◆ What this task involves: Going line by line through the entries below, tally those that hold the string "delay". Give only the total.
Records to process below:
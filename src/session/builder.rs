//! Builder pattern for session configuration.
//!
//! Provides a fluent API for configuring and creating [`Session`] instances.
//!
//! # Example
//!
//! ```no_run
//! use std::time::Duration;
//! use viewshare::Session;
//!
//! # fn example() -> viewshare::Result<()> {
//! let session = Session::builder()
//!     .credentials("alice", "secret")
//!     .call_timeout(Duration::from_secs(30))
//!     .build()?;
//! # Ok(())
//! # }
//! ```

// ============================================================================
// Imports
// ============================================================================

use std::time::Duration;

use crate::error::{Error, Result};
use crate::protocol::IceServer;
use crate::transport::backoff::{INITIAL_BACKOFF, MAX_BACKOFF};

use super::calls::{DEFAULT_CALL_TIMEOUT, ProgressSink};
use super::core::Session;

// ============================================================================
// Constants
// ============================================================================

/// Interval at which the reconnect countdown is published.
pub const COUNTDOWN_TICK: Duration = Duration::from_millis(250);

/// STUN servers used until the far end supplies its own list.
const DEFAULT_ICE_SERVERS: &[&str] = &[
    "stun:stun.services.mozilla.com",
    "stun:stun.l.google.com:19302",
];

// ============================================================================
// SessionConfig
// ============================================================================

/// Validated session settings.
#[derive(Debug, Clone, PartialEq, Eq)]
pub struct SessionConfig {
    /// Default time a call may go without reply or progress.
    pub call_timeout: Duration,
    /// First reconnect delay.
    pub backoff_initial: Duration,
    /// Reconnect delay cap.
    pub backoff_max: Duration,
    /// Reconnect countdown publishing interval.
    pub countdown_tick: Duration,
    /// Login name.
    pub username: Option<String>,
    /// Login password.
    pub password: Option<String>,
    /// Token from an earlier session.
    pub token: Option<String>,
    /// Initial ICE servers for peer links.
    pub ice_servers: Vec<IceServer>,
    /// Allow direct peer links.
    pub direct_enabled: bool,
}

impl Default for SessionConfig {
    fn default() -> Self {
        Self {
            call_timeout: DEFAULT_CALL_TIMEOUT,
            backoff_initial: INITIAL_BACKOFF,
            backoff_max: MAX_BACKOFF,
            countdown_tick: COUNTDOWN_TICK,
            username: None,
            password: None,
            token: None,
            ice_servers: DEFAULT_ICE_SERVERS
                .iter()
                .map(|url| IceServer::new(*url))
                .collect(),
            direct_enabled: true,
        }
    }
}

// ============================================================================
// SessionBuilder
// ============================================================================

/// Builder for configuring a [`Session`].
///
/// Use [`Session::builder()`] to create a new builder.
#[derive(Debug, Default, Clone)]
pub struct SessionBuilder {
    config: SessionConfig,
}

impl SessionBuilder {
    /// Creates a builder with default settings.
    #[inline]
    #[must_use]
    pub fn new() -> Self {
        Self::default()
    }

    /// Sets the default call timeout.
    #[inline]
    #[must_use]
    pub fn call_timeout(mut self, timeout: Duration) -> Self {
        self.config.call_timeout = timeout;
        self
    }

    /// Sets the first reconnect delay and its cap.
    #[inline]
    #[must_use]
    pub fn backoff(mut self, initial: Duration, max: Duration) -> Self {
        self.config.backoff_initial = initial;
        self.config.backoff_max = max;
        self
    }

    /// Sets how often the reconnect countdown is published.
    #[inline]
    #[must_use]
    pub fn countdown_tick(mut self, tick: Duration) -> Self {
        self.config.countdown_tick = tick;
        self
    }

    /// Sets login credentials.
    #[inline]
    #[must_use]
    pub fn credentials(mut self, username: impl Into<String>, password: impl Into<String>) -> Self {
        self.config.username = Some(username.into());
        self.config.password = Some(password.into());
        self
    }

    /// Sets a token issued by an earlier login.
    #[inline]
    #[must_use]
    pub fn token(mut self, token: impl Into<String>) -> Self {
        self.config.token = Some(token.into());
        self
    }

    /// Replaces the initial ICE server list.
    #[inline]
    #[must_use]
    pub fn ice_servers(mut self, servers: Vec<IceServer>) -> Self {
        self.config.ice_servers = servers;
        self
    }

    /// Enables or disables direct peer links.
    #[inline]
    #[must_use]
    pub fn direct_enabled(mut self, enabled: bool) -> Self {
        self.config.direct_enabled = enabled;
        self
    }

    /// Builds the session with validation.
    ///
    /// # Errors
    ///
    /// Returns [`Error::Config`] for zero durations or a backoff cap below
    /// the initial delay.
    pub fn build(self) -> Result<Session> {
        self.validate()?;
        Ok(Session::new(self.config))
    }

    fn validate(&self) -> Result<()> {
        let config = &self.config;
        if config.call_timeout.is_zero() {
            return Err(Error::config("call timeout must be greater than zero"));
        }
        if config.backoff_initial.is_zero() {
            return Err(Error::config("initial backoff must be greater than zero"));
        }
        if config.backoff_max < config.backoff_initial {
            return Err(Error::config(format!(
                "backoff cap {:?} is below initial backoff {:?}",
                config.backoff_max, config.backoff_initial
            )));
        }
        if config.countdown_tick.is_zero() {
            return Err(Error::config("countdown tick must be greater than zero"));
        }
        Ok(())
    }
}

// ============================================================================
// RpcOptions
// ============================================================================

/// Per-call options for [`Session::rpc`].
#[derive(Clone, Default)]
pub struct RpcOptions {
    pub(crate) timeout: Option<Duration>,
    pub(crate) progress: Option<ProgressSink>,
}

impl std::fmt::Debug for RpcOptions {
    fn fmt(&self, f: &mut std::fmt::Formatter<'_>) -> std::fmt::Result {
        f.debug_struct("RpcOptions")
            .field("timeout", &self.timeout)
            .field("progress", &self.progress.is_some())
            .finish()
    }
}

impl RpcOptions {
    /// Creates options using the session defaults.
    #[inline]
    #[must_use]
    pub fn new() -> Self {
        Self::default()
    }

    /// Overrides the call timeout.
    #[inline]
    #[must_use]
    pub fn timeout(mut self, timeout: Duration) -> Self {
        self.timeout = Some(timeout);
        self
    }

    /// Installs a progress callback, invoked with `(status, value)`.
    #[must_use]
    pub fn on_progress(
        mut self,
        sink: impl Fn(&serde_json::Value, &serde_json::Value) + Send + Sync + 'static,
    ) -> Self {
        self.progress = Some(std::sync::Arc::new(sink));
        self
    }
}

// ============================================================================
// Tests
// ============================================================================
End of Records to process.
◆ Answer to this task: 4